The shortage of rapid antigen tests for consumers is being exacerbated by state and federal governments and large corporates placing mammoth orders for the self-administered test kits, causing stock to be diverted from online retailers and pharmacies. Australia is currently in the midst of a huge Omicron wave after state and federal governments pivoted from a policy of Covid suppression to one of “living with the virus”, causing a surge in demand for rapid antigen testing kits. The federal health minister, Greg Hunt, denied on Monday the commonwealth was requisitioning supplies of rapid antigen tests, as it can do under the Health Act allows.

Hit by staff shortages and tens of thousands of new Covid cases daily, GPs in Australia remain under-resourced despite “enormous pressure”. A general practitioner in Victoria responsible for triaging Covid-positive patients and referring them to appropriate health services has said Australia “must now have one of the worst Covid responses in the world”, as clinics are overwhelmed. The doctor, who cannot be named due to fear of repercussions from his employer, said: “Australia has utterly squandered any gains we made during the pandemic … We are now seeing the sort of mess and chaos here that we saw in the UK at the start of Covid.”

A body believed to be that of a British woman missing following the tsunami in Tonga, has been found, according to her family.

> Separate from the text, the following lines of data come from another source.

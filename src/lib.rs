mod utils;

pub mod animation;
pub mod canvas;
pub mod color;
pub mod config;
pub mod contact_form;
pub mod dom;
pub mod error;
pub mod field;
pub mod nav_highlight;
pub mod particle;
pub mod particle_layer;
pub mod project_modal;
pub mod reveal;
pub mod smooth_scroll;
pub mod surface;

use wasm_bindgen::prelude::*;
use web_sys::console;

use crate::config::PageConfig;
use crate::contact_form::ContactForm;
use crate::error::PageError;
use crate::nav_highlight::NavHighlight;
use crate::particle_layer::ParticleLayer;
use crate::project_modal::ProjectCards;
use crate::reveal::ScrollReveal;
use crate::smooth_scroll::SmoothScroll;

pub use crate::error::Result;
pub use crate::field::ParticleField;
pub use crate::particle::Particle;
pub use crate::surface::{DrawCall, Recorder, Surface};

// When the `wee_alloc` feature is enabled, use `wee_alloc` as the global
// allocator.
#[cfg(feature = "wee_alloc")]
#[global_allocator]
static ALLOC: wee_alloc::WeeAlloc = wee_alloc::WeeAlloc::INIT;

#[wasm_bindgen]
pub fn initialize() {
    utils::set_panic_hook();
    utils::init_logger();
}

pub struct Timer<'a> {
    name: &'a str,
}

impl<'a> Timer<'a> {
    pub fn new(name: &'a str) -> Timer<'a> {
        console::time_with_label(name);
        Timer { name }
    }
}

impl<'a> Drop for Timer<'a> {
    fn drop(&mut self) {
        console::time_end_with_label(self.name);
    }
}

/// Everything the page wires up on load. Each piece keeps its own listeners
/// alive, so the page stays interactive for as long as this value is held.
#[wasm_bindgen]
pub struct Page {
    particles: ParticleLayer,
    _reveal: ScrollReveal,
    _smooth_scroll: SmoothScroll,
    _contact_form: Option<ContactForm>,
    _projects: ProjectCards,
    _nav: NavHighlight,
}

#[wasm_bindgen]
impl Page {
    pub fn mount() -> std::result::Result<Page, JsValue> {
        Page::mount_with_config(PageConfig::default()).map_err(JsValue::from)
    }

    pub fn mount_with(particle_count: u32) -> std::result::Result<Page, JsValue> {
        let mut config = PageConfig::default();
        config.field.particle_count = particle_count as usize;
        Page::mount_with_config(config).map_err(JsValue::from)
    }

    pub fn stop(&self) {
        self.particles.stop();
    }

    pub fn is_animating(&self) -> bool {
        self.particles.is_running()
    }

    pub fn particle_count(&self) -> u32 {
        self.particles.particle_count() as u32
    }
}

impl Page {
    pub fn mount_with_config(config: PageConfig) -> Result<Page> {
        let window = dom::window()?;
        let document = dom::document(&window)?;

        // The canvas is the one hard requirement; fail before wiring anything else
        let particles = ParticleLayer::mount(&window, config.field)?;
        let reveal = ScrollReveal::mount(&document, &config.reveal)?;
        let smooth_scroll = SmoothScroll::mount(&document)?;
        let contact_form = ContactForm::mount(&window, &document, &config.form)?;
        let projects = ProjectCards::mount(&window, &document)?;
        let nav = NavHighlight::mount(&window, &document, &config.nav)?;
        inject_style(&document, nav_highlight::ACTIVE_LINK_STYLE)?;
        log::info!("page mounted");

        Ok(Page {
            particles,
            _reveal: reveal,
            _smooth_scroll: smooth_scroll,
            _contact_form: contact_form,
            _projects: projects,
            _nav: nav,
        })
    }
}

fn inject_style(document: &web_sys::Document, css: &str) -> Result<()> {
    let head = document
        .head()
        .ok_or_else(|| PageError::MissingElement("head".to_owned()))?;
    let style = document
        .create_element("style")
        .map_err(PageError::from_js)?;
    style.set_text_content(Some(css));
    head.append_child(&style).map_err(PageError::from_js)?;
    Ok(())
}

Angela Glover, 50, died after an undersea volcano erupted near the Pacific nation on Saturday, sending large waves crashing across the shore. Her brother, Nick Eleini, said Glover, who ran an animal shelter, had died trying to save her dogs. Australia’s minister for the Pacific, Zed Seselja, says initial reports suggest no mass casualties in Tonga following the disaster, but Australian police have visited beaches with significant damage and “houses thrown around”. Australia and New Zealand sent surveillance flights on Monday to assess the damage after Tonga was isolated from the rest of the world when Saturday’s eruption blanketed the Pacific Island with ash.


This undated, file photo released by Chongyi Feng shows Yang Hengjun and his wife Yuan Xiaoliang.(Chongyi Feng via AP, File)
Yang Hengjun and his wife Yuan Xiaoliang. Photograph: AP

The health of Australian writer and democracy activist Dr Yang Hengjun is failing as he approaches three years imprisoned in China, say friends who fear he may not survive his incarceration. Wednesday marks three years since Yang’s arrest at Guangzhou airport on allegations of espionage on behalf of an unnamed foreign country. He maintains his innocence.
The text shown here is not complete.